Here’s the full letter sent to employees:
I wanted to let you know about a legal case that was filed Wednesday in San Francisco against Unity. The case was filed by Anne Evans, our former Vice President of recruiting. The complaint is filled with false allegations, and we intend to defend against the lawsuit vigorously.
Importantly, several months ago, we conducted a third-party investigation involving Anne’s behavior during her employment. The investigation surfaced facts that she engaged in serious misconduct and established multiple instances in which she demonstrated a gross lapse in judgment and this led to her termination. This was an undesirable outcome for Anne, and we had been working with her on the details of her departure when she filed a public lawsuit that includes false and damaging claims against Unity, its employees and John, in particular.

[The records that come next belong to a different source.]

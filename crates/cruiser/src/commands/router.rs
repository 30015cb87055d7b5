//! `cruiser router start`: the data plane.
//!
//! A routes snapshot arriving from the state manager compiles into a fresh
//! router, which is swapped into the serving handler atomically. Sync
//! errors are fatal; the process is restart-oriented.

use std::sync::Arc;

use cruiser_aws::AwsProvider;
use cruiser_server::{
    BackendProvider, HttpHandler, ListenerServer, Router, SwapHandler,
};
use cruiser_state::{Projection, RoutesState, StateManager};
use tracing::{debug, error, info};

use crate::args::{GlobalArgs, RouterArgs};
use crate::commands::{listener_protocol, shutdown_token, tfstate_source, tls_server_config};

pub async fn run(global: GlobalArgs, args: RouterArgs) -> anyhow::Result<()> {
    let shutdown = shutdown_token();

    let provider = Arc::new(
        AwsProvider::builder()
            .dynamodb_endpoint(global.dynamodb_endpoint.clone())
            .health_check_interval(args.health_check_interval)
            .build()
            .await,
    );
    let source = tfstate_source(&global, &provider).await?;

    let (routes_state, mut routes_rx) = RoutesState::new();
    let manager = StateManager::builder()
        .tfstate_source(source)
        .projection(routes_state as Arc<dyn Projection>)
        .periodic_sync_interval(global.period_sync_interval)
        .build()?;

    let swap = SwapHandler::new();
    let mut server = ListenerServer::builder()
        .listener_address(&global.listener_address)
        .listener_protocol(listener_protocol(&global))
        .tls_config(tls_server_config(&global)?)
        .http_handler(Arc::clone(&swap) as Arc<dyn HttpHandler>)
        .shutdown_timeout(global.shutdown_timeout)
        .build();

    let mut manager_task = tokio::spawn(manager.run(shutdown.clone()));
    server.open().await?;
    info!(address = %global.listener_address, "router started");

    let mut snapshots_open = true;
    let result: anyhow::Result<()> = loop {
        tokio::select! {
            _ = shutdown.cancelled() => {
                info!("router: shutting down");
                break Ok(());
            }
            joined = &mut manager_task => {
                break match joined {
                    Ok(Ok(())) => Ok(()),
                    Ok(Err(error)) => {
                        error!(error = %error, "state sync failed");
                        Err(error.into())
                    }
                    Err(error) => Err(error.into()),
                };
            }
            snapshot = routes_rx.recv(), if snapshots_open => {
                let Some(routes) = snapshot else {
                    snapshots_open = false;
                    continue;
                };
                debug!(routes = routes.len(), "routes update received");

                let router = match Router::builder()
                    .backend_provider(Arc::clone(&provider) as Arc<dyn BackendProvider>)
                    .routes(&routes)
                    .build()
                {
                    Ok(router) => router,
                    Err(error) => {
                        error!(error = %error, "route table compilation failed");
                        break Err(error.into());
                    }
                };
                router.do_health_check();

                if let Err(error) = swap.swap(Arc::new(router)).await {
                    break Err(error.into());
                }
            }
        }
    };

    shutdown.cancel();
    swap.close();
    server.close().await?;
    result
}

Before and throughout the investigation, Anne had multiple opportunities to share her concerns about her experiences at the company. As with all of our employees, Anne also had access to a number of objective, confidential resources through which to voice her concerns, including an anonymous reporting mechanism. None of these allegations were brought forth until the filing of this complaint.
We are well prepared for the next steps in this legal matter and also expect it to become public, so I wanted you to know first. If you have questions or concerns about any of this, please reach out to me. If anyone from the press contacts you, please refer them to Marisa Graves in PR.
We take these issues seriously at Unity, just as we did when we learned about concerns involving Anne. We don’t tolerate harassment here, and we have policies in place to address relationships in the workplace. These are issues we discuss with all of you so that you know and trust the resources available to you, and we are committed to continuing to do so. As you know, you can also always come directly to me.
Ruth Ann Keene
Riccitiello joined Unity’s board of directors in 2013 and became the company’s CEO in October 2014. Prior to his time at Unity he served as CEO and president of Electronic Arts and co-founded Elevation Partners, which later sold Bioware and Pandemic Studios to EA.